Records from a dataset
[Start of Attachment]

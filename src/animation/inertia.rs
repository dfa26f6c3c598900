//! Post-release coasting: velocity decays by a constant friction per frame.

use crate::core::{
    config::InertiaConfig,
    geo::Point,
    rotation::{PitchLimits, Rotation},
};
use crate::input::gestures::DragAxis;

/// Decaying rotation driven by the release velocity of a drag
#[derive(Debug, Clone, PartialEq)]
pub struct Inertia {
    velocity: Point,
    axis: DragAxis,
    friction: f64,
    min_velocity: f64,
    divisor: f64,
}

impl Inertia {
    /// Keeps only the velocity component along `axis`
    pub fn new(velocity: Point, axis: DragAxis, config: &InertiaConfig) -> Self {
        let velocity = match axis {
            DragAxis::Horizontal => Point::new(velocity.x, 0.0),
            DragAxis::Vertical => Point::new(0.0, velocity.y),
        };
        Self {
            velocity,
            axis,
            friction: config.friction,
            min_velocity: config.min_velocity,
            divisor: config.divisor,
        }
    }

    /// True when the release was fast enough to coast at all
    pub fn should_start(&self) -> bool {
        self.velocity.is_finite()
            && (self.velocity.x.abs() > self.min_velocity || self.velocity.y.abs() > self.min_velocity)
    }

    pub fn velocity(&self) -> Point {
        self.velocity
    }

    pub fn axis(&self) -> DragAxis {
        self.axis
    }

    /// Advances one frame. Returns the new rotation, or `None` once the
    /// velocity fell below the threshold on both axes.
    pub fn step(&mut self, rotation: Rotation, limits: &PitchLimits) -> Option<Rotation> {
        if !self.velocity.is_finite()
            || (self.velocity.x.abs() < self.min_velocity
                && self.velocity.y.abs() < self.min_velocity)
        {
            self.velocity = Point::default();
            return None;
        }

        self.velocity = self.velocity.multiply(self.friction);

        Some(match self.axis {
            DragAxis::Horizontal => rotation.with_yaw_delta(self.velocity.x / self.divisor),
            DragAxis::Vertical => {
                rotation.with_pitch_delta(-self.velocity.y / self.divisor, limits)
            }
        })
    }
}

#[cfg(test)]
mod tests {
    use super::*;

    #[test]
    fn test_slow_release_does_not_start() {
        let inertia = Inertia::new(
            Point::new(4.0, 0.0),
            DragAxis::Horizontal,
            &InertiaConfig::default(),
        );
        assert!(!inertia.should_start());
    }

    #[test]
    fn test_off_axis_velocity_is_dropped() {
        let inertia = Inertia::new(
            Point::new(2.0, 900.0),
            DragAxis::Horizontal,
            &InertiaConfig::default(),
        );
        assert_eq!(inertia.velocity(), Point::new(2.0, 0.0));
        assert!(!inertia.should_start());
    }

    #[test]
    fn test_friction_decay_until_rest() {
        let config = InertiaConfig::default();
        let limits = PitchLimits::default();
        let mut inertia = Inertia::new(Point::new(1000.0, 0.0), DragAxis::Horizontal, &config);
        assert!(inertia.should_start());

        let mut rotation = Rotation::default();
        let first = inertia.step(rotation, &limits).unwrap();
        assert!((first.yaw - 920.0 / config.divisor).abs() < 1e-9);
        assert!((inertia.velocity().x - 920.0).abs() < 1e-9);
        rotation = first;

        let mut frames = 1;
        while let Some(next) = inertia.step(rotation, &limits) {
            assert!(next.yaw > rotation.yaw);
            rotation = next;
            frames += 1;
        }
        assert_eq!(frames, config.frames_to_rest(1000.0));
        assert_eq!(inertia.velocity(), Point::default());
        assert_eq!(rotation.pitch, 0.0);
    }

    #[test]
    fn test_vertical_coasting_respects_pitch_limits() {
        let config = InertiaConfig::default();
        let limits = PitchLimits::default();
        let mut inertia = Inertia::new(Point::new(0.0, -50_000.0), DragAxis::Vertical, &config);

        let mut rotation = Rotation::new(24.0, 0.0);
        while let Some(next) = inertia.step(rotation, &limits) {
            assert!(limits.contains(next.pitch));
            rotation = next;
        }
        assert_eq!(rotation.pitch, limits.max);
    }
}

[End of Attachment]

Exactly and only the lines from the one containing "frames += 1;" to the end of the entries above are to be written out.

            frames += 1;
        }
        assert_eq!(frames, config.frames_to_rest(1000.0));
        assert_eq!(inertia.velocity(), Point::default());
        assert_eq!(rotation.pitch, 0.0);
    }

    #[test]
    fn test_vertical_coasting_respects_pitch_limits() {
        let config = InertiaConfig::default();
        let limits = PitchLimits::default();
        let mut inertia = Inertia::new(Point::new(0.0, -50_000.0), DragAxis::Vertical, &config);

        let mut rotation = Rotation::new(24.0, 0.0);
        while let Some(next) = inertia.step(rotation, &limits) {
            assert!(limits.contains(next.pitch));
            rotation = next;
        }
        assert_eq!(rotation.pitch, limits.max);
    }
}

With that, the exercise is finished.